Crispy

Warga Israel Gugat Mahkamah Agung, Desak Pembatalan Rencana Pendudukan Gaza

Para penggugat berargumen bahwa keputusan untuk menduduki Gaza diambil oleh pemerintahan minoritas, yang seharusnya bertindak dengan sangat hati-hati dalam masalah sepenting ini, terutama mengingat dakwaan kriminal terhadap Perdana Menteri Benjamin Netanyahu.

JERNIH – Sebuah langkah hukum mengejutkan muncul di Israel ketika sekelompok warga sipil termasuk purnawirawan militer, pengusaha, dan pengacara mengajukan petisi ke Mahkamah Agung. Mereka menuntut pembatalan rencana pemerintah untuk menduduki Kota Gaza, yang mereka nilai diambil tanpa pertimbangan matang.

Menurut situs berita berbahasa Ibrani, Walla, petisi ini berpendapat bahwa keputusan Kabinet Keamanan dibuat bertentangan dengan posisi Angkatan Darat Israel dan badan-badan keamanan lainnya. Petisi tersebut juga menyoroti bahwa keputusan tersebut tidak mempertimbangkan konsekuensi “eksistensial dan internasional” yang bisa ditimbulkan.

Petisi ini dimotori oleh anggota gerakan Standing Together, sebuah gerakan kiri yang fokus pada isu keadilan sosial dan kesetaraan, serta menentang pendudukan dan kebijakan diskriminatif terhadap warga Palestina. Meskipun jajak pendapat menunjukkan mayoritas warga Israel mendukung perang yang dipimpin Perdana Menteri Benjamin Netanyahu di Gaza, demonstrasi besar juga terus menuntut pembebasan sandera, bahkan jika itu berarti harus menghentikan perang.

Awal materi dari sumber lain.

// One-shot "engine handle constructed" signal.

use parking_lot::Mutex;
use tokio::sync::oneshot;

use crate::error::BrowserError;

/// Given to the engine's lifecycle callback. Consumed on use, so a handle
/// can only be announced once.
#[derive(Debug)]
pub struct ReadyNotifier {
    tx: oneshot::Sender<()>,
}

impl ReadyNotifier {
    pub fn notify(self) {
        if self.tx.send(()).is_err() {
            log::debug!("[Readiness] Nobody is waiting for the ready signal");
        }
    }
}

/// A [`ReadyNotifier`] that can be fired through `&self`, for lifecycle
/// callbacks that run more than once. Only the first call notifies.
#[derive(Debug)]
pub struct SharedNotifier {
    slot: Mutex<Option<ReadyNotifier>>,
}

impl SharedNotifier {
    pub fn new(notifier: ReadyNotifier) -> Self {
        Self {
            slot: Mutex::new(Some(notifier)),
        }
    }

    /// Returns true if this call fired the notifier.
    pub fn notify(&self) -> bool {
        let notifier = self.slot.lock().take();
        match notifier {
            Some(notifier) => {
                notifier.notify();
                true
            }
            None => false,
        }
    }
}

#[derive(Debug)]
pub struct ReadySignal {
    rx: oneshot::Receiver<()>,
}

impl ReadySignal {
    pub async fn wait(self) -> Result<(), BrowserError> {
        self.rx.await.map_err(|_| BrowserError::NotifierDropped)
    }
}

pub fn ready_channel() -> (ReadyNotifier, ReadySignal) {
    let (tx, rx) = oneshot::channel();
    (ReadyNotifier { tx }, ReadySignal { rx })
}

#[cfg(test)]
mod tests {
    use super::*;

    #[tokio::test]
    async fn test_notify_resolves_wait() {
        let (notifier, signal) = ready_channel();
        let waiter = tokio::spawn(signal.wait());

        notifier.notify();

        assert!(waiter.await.unwrap().is_ok());
    }

    #[tokio::test]
    async fn test_dropped_notifier_fails_wait() {
        let (notifier, signal) = ready_channel();
        drop(notifier);

        assert!(matches!(signal.wait().await, Err(BrowserError::NotifierDropped)));
    }

    #[tokio::test]
    async fn test_shared_notifier_fires_once() {
        let (notifier, signal) = ready_channel();
        let shared = SharedNotifier::new(notifier);

        assert!(shared.notify());
        assert!(!shared.notify());
        assert!(signal.wait().await.is_ok());
    }

    #[test]
    fn test_notify_without_waiter_is_harmless() {
        let (notifier, signal) = ready_channel();
        drop(signal);
        notifier.notify();
    }
}
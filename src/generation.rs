use anyhow::{bail, Result};
use tch::{Kind, Tensor};

use crate::mask::{padding_mask, subsequent_mask};
use crate::model::EncoderDecoder;

/// Greedy autoregressive decoding.
///
/// Encodes the source once, then repeatedly decodes the partial target,
/// takes the most probable token at the newest position, and appends it,
/// until the target is `max_len` tokens long. The whole loop runs under
/// `tch::no_grad`.
///
/// Args:
///   model: The encoder-decoder model to decode with.
///   src: Source token ids, shape `[batch, src_len]`.
///   src_mask: Source attention mask, e.g. from [`padding_mask`].
///   max_len: Total length of the decoded sequence, including the start
///     symbol.
///   start_symbol: Token id seeding every target sequence.
///   pad: Padding token id, masked out of decoder self-attention.
///
/// Returns:
///   Decoded token ids, shape `[batch, max_len]`, starting with
///   `start_symbol` in every row.
pub fn greedy_decode<M: EncoderDecoder>(
    model: &M,
    src: &Tensor,
    src_mask: &Tensor,
    max_len: i64,
    start_symbol: i64,
    pad: i64,
) -> Result<Tensor> {
    if max_len < 1 {
        bail!("max_len must be at least 1, got {}", max_len);
    }
    let (batch, src_len) = src
        .size2()
        .map_err(|_| anyhow::anyhow!("src must have shape [batch, src_len]"))?;
    if src_len == 0 {
        bail!("cannot decode from an empty source");
    }
    let device = src.device();

    Ok(tch::no_grad(|| {
        let memory = model.encode(src, src_mask);

        // Every row starts with the start symbol: [batch, 1].
        let mut ys = Tensor::full(&[batch, 1], start_symbol, (Kind::Int64, device));

        for _ in 0..max_len - 1 {
            let len = ys.size()[1];

            // The decoder may attend backwards in time and only to
            // non-padding tokens it has produced so far.
            let tgt_mask =
                padding_mask(&ys, pad).logical_and(&subsequent_mask(len, device));

            let out = model.decode(&memory, src_mask, &ys, &tgt_mask);

            // Log-probabilities for the newest position only: [batch, vocab].
            let prob = model.generate(&out.select(1, len - 1));
            let next_word = prob.argmax(-1, true);

            ys = Tensor::cat(&[ys, next_word], 1);
        }
        ys
    }))
}
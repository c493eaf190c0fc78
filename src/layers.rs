use std::borrow::Borrow;
use tch::{nn, Kind, Tensor};

/// Layer normalization over the last dimension with a learned gain and bias.
///
/// Normalizes with the standard deviation rather than the variance, with
/// `eps` added to the denominator: `gain * (x - mean) / (std + eps) + bias`.
#[derive(Debug)]
pub struct LayerNorm {
    gain: Tensor,
    bias: Tensor,
    eps: f64,
}

impl LayerNorm {
    /// Creates a new LayerNorm over feature vectors of length `size`.
    ///
    /// The gain is initialized to ones and the bias to zeros, both registered
    /// as trainable parameters under `vs`.
    pub fn new<'a, P: Borrow<nn::Path<'a>>>(vs: P, size: i64) -> Self {
        let vs = vs.borrow();
        Self {
            gain: vs.ones("gain", &[size]),
            bias: vs.zeros("bias", &[size]),
            eps: 1e-6,
        }
    }

    pub fn forward(&self, xs: &Tensor) -> Tensor {
        // Statistics are taken over the feature dimension only, so every
        // position in the batch is normalized independently.
        let mean = xs.mean_dim(-1, true, Kind::Float);
        let std = xs.std_dim(-1, true, true);
        &self.gain * ((xs - &mean) / (&std + self.eps)) + &self.bias
    }
}

/// Pre-norm wrapper around an arbitrary sublayer.
///
/// Computes `x + dropout(sublayer(norm(x)))` — the norm is applied first,
/// before the sublayer, rather than after the residual sum. The
/// [`without_residual`](Self::without_residual) constructor drops the
/// residual term and returns `dropout(sublayer(norm(x)))` only.
#[derive(Debug)]
pub struct SublayerConnection {
    norm: LayerNorm,
    dropout: f64,
    residual: bool,
}

impl SublayerConnection {
    /// Creates a residual sublayer wrapper for inputs of feature size `size`.
    pub fn new<'a, P: Borrow<nn::Path<'a>>>(vs: P, size: i64, dropout: f64) -> Self {
        Self {
            norm: LayerNorm::new(vs.borrow() / "norm", size),
            dropout,
            residual: true,
        }
    }

    /// Same normalization and dropout, but the input is not added back.
    pub fn without_residual<'a, P: Borrow<nn::Path<'a>>>(vs: P, size: i64, dropout: f64) -> Self {
        Self {
            norm: LayerNorm::new(vs.borrow() / "norm", size),
            dropout,
            residual: false,
        }
    }

    /// Applies the wrapped `sublayer` to the normalized input.
    ///
    /// The sublayer must preserve the feature size so the residual sum is
    /// well defined. Dropout is active only when `train` is true.
    pub fn forward<F>(&self, xs: &Tensor, sublayer: F, train: bool) -> Tensor
    where
        F: FnOnce(&Tensor) -> Tensor,
    {
        let out = sublayer(&self.norm.forward(xs)).dropout(self.dropout, train);
        if self.residual {
            xs + out
        } else {
            out
        }
    }
}

/// Position-wise feed-forward network: `w_2(dropout(relu(w_1(x))))`.
///
/// The same two linear maps are applied to every position independently,
/// expanding from `d_model` to `d_ff` and back.
#[derive(Debug)]
pub struct PositionwiseFeedForward {
    w_1: nn::Linear,
    w_2: nn::Linear,
    dropout: f64,
}

impl PositionwiseFeedForward {
    pub fn new<'a, P: Borrow<nn::Path<'a>>>(
        vs: P,
        d_model: i64,
        d_ff: i64,
        dropout: f64,
    ) -> Self {
        let vs = vs.borrow();
        let w_1 = nn::linear(vs / "w_1", d_model, d_ff, Default::default());
        let w_2 = nn::linear(vs / "w_2", d_ff, d_model, Default::default());
        Self { w_1, w_2, dropout }
    }

    pub fn forward(&self, xs: &Tensor, train: bool) -> Tensor {
        xs.apply(&self.w_1)
            .relu()
            .dropout(self.dropout, train)
            .apply(&self.w_2)
    }
}
//! Building blocks for sequence-to-sequence Transformer models on `tch`.
//!
//! The crate provides the individual pieces — layer normalization, residual
//! sublayer wrapping, positional encodings, position-wise feed-forward
//! networks, scaled token embeddings, causal masking, and a greedy decoding
//! loop — together with an encoder-decoder [`model::Transformer`] that shows
//! how they compose. Training, data loading, and tokenization live elsewhere.

pub mod attention;
pub mod embedding;
pub mod generation;
pub mod layers;
pub mod mask;
pub mod model;

pub use attention::MultiHeadAttention;
pub use embedding::{Embeddings, NoPositionalEncoding, PositionalEncoding};
pub use generation::greedy_decode;
pub use layers::{LayerNorm, PositionwiseFeedForward, SublayerConnection};
pub use mask::{padding_mask, subsequent_mask, target_mask};
pub use model::{
    Decoder, DecoderLayer, Encoder, EncoderDecoder, EncoderLayer, Generator, Transformer,
};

Peringatan dari Militer dan Alasan di Balik Petisi

Dalam petisinya, para penggugat menulis bahwa keputusan pendudukan Kota Gaza adalah langkah yang diambil bertentangan dengan sikap Angkatan Darat Israel dan badan-badan keamanan lainnya. Selain itu juga tanpa studi yang memadai oleh Kabinet mengenai implikasi eksistensial dan internasional dari langkah tersebut.

Mereka juga menambahkan, meskipun Mahkamah Agung memiliki wewenang hukum terbatas dalam intervensi keputusan politik dan militer, pengadilan setidaknya harus memerintahkan pemerintah untuk “merilis secara publik alasan di balik keputusan ini.”

Petisi tersebut secara khusus menyebut Kepala Staf Angkatan Darat, Eyal Zamir, yang sangat menentang keputusan tersebut. Zamir memperingatkan bahwa pendudukan yang direncanakan akan membahayakan nyawa para sandera, menguras tenaga pasukan reguler dan cadangan, dan bahkan dapat mengarah pada keruntuhan sistem cadangan, yang berpotensi membahayakan keamanan nasional. Meski demikian, posisi Zamir ditolak oleh Kabinet.

Para penggugat juga berargumen bahwa keputusan untuk menduduki Gaza “diambil oleh pemerintahan minoritas, yang seharusnya bertindak dengan sangat hati-hati dalam masalah sepenting ini, terutama mengingat dakwaan kriminal terhadap Perdana Menteri.” Mereka menuduh pertimbangan Netanyahu “mungkin tidak objektif, melainkan politis dan pribadi.”

Persiapan Militer dan Keraguan Atas Kemenangan

Meskipun mendapat penolakan, Kabinet Keamanan pada hari Minggu (31/8/2025) tetap membahas rencana pendudukan kota, yang diberi nama sandi ‘Gideon’s Chariots 2’. Rencana ini merupakan kelanjutan dari operasi sebelumnya yang dianggap gagal mencapai tujuannya, yaitu mengalahkan Hamas dan membebaskan sandera.

Sebagai bagian dari persiapan, surat kabar Maariv melaporkan bahwa Angkatan Darat Israel telah mulai memobilisasi sekitar 60.000 pasukan cadangan. Mereka akan menjalani pelatihan singkat selama tiga hingga empat hari. Beberapa unit akan dikerahkan untuk menggantikan pasukan reguler di perbatasan utara, sementara brigade cadangan lainnya akan diterjunkan untuk bertempur di dalam Gaza dan memperkuat wilayah Tepi Barat.

Namun, surat kabar Haaretz melaporkan bahwa para pejabat senior keamanan Israel memperingatkan selama pertemuan Kabinet bahwa menduduki Kota Gaza tidak akan memberikan kemenangan yang menentukan atas Hamas. Pertemuan tersebut, secara tidak biasa, lebih berfokus pada aspek strategis ketimbang taktis dari tahap perang berikutnya.